Start of Block

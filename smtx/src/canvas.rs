//! The canvas tree: a slab of rectangles laid out recursively.
//!
//! Each node can own up to two children: one appended "below" (child 0,
//! created by the horizontal-split key) and one appended "to the right"
//! (child 1, created by the vertical-split key). A node's own rectangle is
//! `split[0]` of its height and `split[1]` of its width; the remainder in
//! each dimension is handed to the corresponding child. Chaining repeated
//! splits in the same direction grows a column or a row of canvases rather
//! than subdividing the focused leaf directly.

use crate::pty::PtyId;

pub type CanvasId = usize;

/// Which edge a split grows toward.
#[derive(Debug, Clone, Copy, PartialEq, Eq)]
pub enum SplitDir {
    /// Child 0: appended below, full width.
    Horizontal,
    /// Child 1: appended to the right, full height.
    Vertical,
}

impl SplitDir {
    fn slot(self) -> usize {
        match self {
            SplitDir::Horizontal => 0,
            SplitDir::Vertical => 1,
        }
    }
}

#[derive(Debug, Clone, Copy, PartialEq, Eq)]
pub struct Rect {
    pub y: u16,
    pub x: u16,
    pub h: u16,
    pub w: u16,
}

#[derive(Debug)]
pub struct Canvas {
    pub rect: Rect,
    /// Scroll offset into the bound pty's pad.
    pub offset: (u16, u16),
    pub pty: Option<PtyId>,
    pub parent: Option<CanvasId>,
    pub children: [Option<CanvasId>; 2],
    /// Fraction of height (`split[0]`) / width (`split[1]`) this node keeps
    /// for itself; the remainder goes to `children[0]` / `children[1]`.
    pub split: [f64; 2],
    /// Direction this node was created along, used by `balance` to find the
    /// chain of siblings to equalize.
    pub chain_dir: Option<SplitDir>,
    pub manual_scroll: bool,
}

impl Canvas {
    fn leaf(parent: Option<CanvasId>, chain_dir: Option<SplitDir>) -> Self {
        Self {
            rect: Rect { y: 0, x: 0, h: 0, w: 0 },
            offset: (0, 0),
            pty: None,
            parent,
            children: [None, None],
            split: [1.0, 1.0],
            chain_dir,
            manual_scroll: false,
        }
    }
}

/// A slab-backed tree of canvases. Freed slots are never reused mid-session
/// (ids stay stable for the life of the process), matching the spec's
/// "stable indices" guidance for an arena in an ownership-strict language.
#[derive(Debug, Default)]
pub struct CanvasTree {
    nodes: Vec<Option<Canvas>>,
    pub root: Option<CanvasId>,
    pub focused: Option<CanvasId>,
    /// Depth at which the tree is truncated for display (`v` key). `None`
    /// means unlimited: the whole tree is drawn.
    pub display_level: Option<usize>,
}

impl CanvasTree {
    pub fn new() -> Self {
        Self::default()
    }

    pub fn get(&self, id: CanvasId) -> Option<&Canvas> {
        self.nodes.get(id).and_then(|c| c.as_ref())
    }

    pub fn get_mut(&mut self, id: CanvasId) -> Option<&mut Canvas> {
        self.nodes.get_mut(id).and_then(|c| c.as_mut())
    }

    fn insert(&mut self, canvas: Canvas) -> CanvasId {
        self.nodes.push(Some(canvas));
        self.nodes.len() - 1
    }

    /// Create the very first canvas. No-op if the tree already has a root.
    pub fn init_root(&mut self) -> CanvasId {
        if let Some(root) = self.root {
            return root;
        }
        let id = self.insert(Canvas::leaf(None, None));
        self.root = Some(id);
        self.focused = Some(id);
        id
    }

    /// `create`: walk to the end of the chain along `dir` starting at `from`
    /// (or the root if `from` is `None`), append `count` new leaves, and
    /// return the id of the last one created.
    pub fn create(&mut self, from: Option<CanvasId>, dir: SplitDir, count: usize) -> Option<CanvasId> {
        let mut n = from.or(self.root)?;
        let slot = dir.slot();
        while let Some(child) = self.get(n).unwrap().children[slot] {
            n = child;
        }

        let mut last = n;
        for _ in 0..count.max(1) {
            let leaf = Canvas::leaf(Some(last), Some(dir));
            let id = self.insert(leaf);
            self.get_mut(last).unwrap().children[slot] = Some(id);
            last = id;
        }
        self.balance(last);
        Some(last)
    }

    /// `balance`: walk from `n` back toward the root while the chain stays
    /// in the same direction and child slot, setting each node's split
    /// fraction for that dimension to `1/k`, `k` increasing per step away
    /// from `n`. The deepest node ends up keeping all of the remainder
    /// (`1.0`); each ancestor divides progressively, yielding equal shares
    /// across the whole chain.
    pub fn balance(&mut self, n: CanvasId) {
        let dir = match self.get(n).and_then(|c| c.chain_dir) {
            Some(dir) => dir,
            None => return,
        };
        let slot = dir.slot();

        let mut chain = vec![n];
        let mut cur = n;
        while let Some(parent) = self.get(cur).and_then(|c| c.parent) {
            let is_chain_link = self.get(parent).unwrap().children[slot] == Some(cur)
                && self.get(cur).unwrap().chain_dir == Some(dir);
            if !is_chain_link {
                break;
            }
            chain.push(parent);
            cur = parent;
        }

        for (i, id) in chain.into_iter().enumerate() {
            // Node closest to `n` (i == 0) is the deepest: split = 1/1.
            let fraction = 1.0 / (i + 1) as f64;
            self.get_mut(id).unwrap().split[slot] = fraction;
        }
    }

    /// Recursively assign rectangles, starting at depth 0.
    pub fn reshape(&mut self, id: CanvasId, y: u16, x: u16, h: u16, w: u16) {
        self.reshape_at(id, y, x, h, w, 0);
    }

    /// Assign `id`'s rectangle, then recurse into its children one level
    /// deeper — unless `level` has already reached `display_level`, in
    /// which case `id` keeps the whole rect and its children are left
    /// untouched (and so unreachable from `draw`, which walks the same cap).
    fn reshape_at(&mut self, id: CanvasId, y: u16, x: u16, h: u16, w: u16, level: usize) {
        if self.display_level.is_some_and(|cap| level >= cap) {
            self.get_mut(id).unwrap().rect = Rect { y, x, h, w };
            return;
        }

        let (children, split) = {
            let c = self.get_mut(id).unwrap();
            c.rect = Rect { y, x, h, w };
            (c.children, c.split)
        };

        let h1 = (f64::from(h) * split[0]).round() as u16;
        let h1 = h1.min(h);
        if let Some(c0) = children[0] {
            let ch = h.saturating_sub(h1);
            self.reshape_at(c0, y + h1, x, ch, w, level + 1);
        }

        let has_right = children[1].is_some();
        let divider = u16::from(has_right);
        let w1 = (f64::from(w) * split[1]).round() as u16;
        let w1 = w1.min(w.saturating_sub(divider));
        if let Some(c1) = children[1] {
            let cw = w.saturating_sub(w1 + divider);
            self.reshape_at(c1, y, x + w1 + divider, h, cw, level + 1);
        }

        // This node's own rect shrinks to the part it kept for itself.
        self.get_mut(id).unwrap().rect = Rect { y, x, h: h1.max(1).min(h.max(1)), w: w1.max(1).min(w.max(1)) };
    }

    /// Depth-first pre-order search for the canvas whose bound pty has `id`.
    pub fn find_by_pty(&self, pty: PtyId) -> Option<CanvasId> {
        fn walk(tree: &CanvasTree, id: CanvasId, pty: PtyId) -> Option<CanvasId> {
            let c = tree.get(id)?;
            if c.pty == Some(pty) {
                return Some(id);
            }
            for child in c.children.into_iter().flatten() {
                if let Some(found) = walk(tree, child, pty) {
                    return Some(found);
                }
            }
            None
        }
        self.root.and_then(|root| walk(self, root, pty))
    }

    /// Find the leaf whose rectangle contains `(y, x)`.
    pub fn find_by_coord(&self, y: u16, x: u16) -> Option<CanvasId> {
        fn walk(tree: &CanvasTree, id: CanvasId, y: u16, x: u16) -> Option<CanvasId> {
            let c = tree.get(id)?;
            let r = c.rect;
            if y < r.y || y >= r.y + r.h || x < r.x || x >= r.x + r.w {
                return None;
            }
            for child in c.children.into_iter().flatten() {
                if let Some(found) = walk(tree, child, y, x) {
                    return Some(found);
                }
            }
            Some(id)
        }
        self.root.and_then(|root| walk(self, root, y, x))
    }

    /// `prune`: remove leaf `x`. Splices a single surviving child into the
    /// parent slot, or clears the slot (and resets the parent's split for
    /// that dimension to 1.0) if `x` has no children. Returns the id that
    /// should receive focus afterward.
    pub fn prune(&mut self, id: CanvasId) -> Option<CanvasId> {
        let parent = self.get(id).and_then(|c| c.parent);
        let children = self.get(id).map(|c| c.children).unwrap_or([None, None]);
        let survivor = children[0].or(children[1]);

        let Some(parent_id) = parent else {
            // Pruning the root: promote a surviving child to root, if any.
            self.root = survivor;
            if let Some(s) = survivor {
                self.get_mut(s).unwrap().parent = None;
            }
            self.remove(id);
            self.focused = self.root;
            return self.root;
        };

        let slot = self.get(parent_id).unwrap().children.iter().position(|c| *c == Some(id)).unwrap();
        self.get_mut(parent_id).unwrap().children[slot] = survivor;
        if let Some(s) = survivor {
            self.get_mut(s).unwrap().parent = Some(parent_id);
        } else {
            self.get_mut(parent_id).unwrap().split[slot] = 1.0;
        }
        self.remove(id);

        let new_focus = survivor.unwrap_or(parent_id);
        self.focused = Some(new_focus);
        Some(new_focus)
    }

    fn remove(&mut self, id: CanvasId) {
        if let Some(slot) = self.nodes.get_mut(id) {
            *slot = None;
        }
    }

    /// `swap`: exchange the bound ptys of two canvases.
    pub fn swap(&mut self, a: CanvasId, b: CanvasId) {
        let pa = self.get(a).and_then(|c| c.pty);
        let pb = self.get(b).and_then(|c| c.pty);
        self.get_mut(a).unwrap().pty = pb;
        self.get_mut(b).unwrap().pty = pa;
    }

    /// Move focus one step in `dir` from the currently focused canvas: the
    /// first leaf whose rectangle lies just beyond the current canvas's
    /// edge in that direction.
    pub fn mov(&mut self, dir: Direction) -> Option<CanvasId> {
        let cur = self.focused?;
        let r = self.get(cur)?.rect;
        let probe = match dir {
            Direction::Up => (r.y.checked_sub(1)?, r.x),
            Direction::Down => (r.y + r.h, r.x),
            Direction::Left => (r.y, r.x.checked_sub(1)?),
            Direction::Right => (r.y, r.x + r.w),
        };
        let found = self.find_by_coord(probe.0, probe.1)?;
        self.focused = Some(found);
        Some(found)
    }
}

#[derive(Debug, Clone, Copy, PartialEq, Eq)]
pub enum Direction {
    Up,
    Down,
    Left,
    Right,
}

End of Block

### TASK ITEM
Your answer must be the line holding "self.focused = Some(found);" and every later line of the entries above, written out exactly, and nothing else.

### WRITTEN SOLUTION
        self.focused = Some(found);
        Some(found)
    }
}

#[derive(Debug, Clone, Copy, PartialEq, Eq)]
pub enum Direction {
    Up,
    Down,
    Left,
    Right,
}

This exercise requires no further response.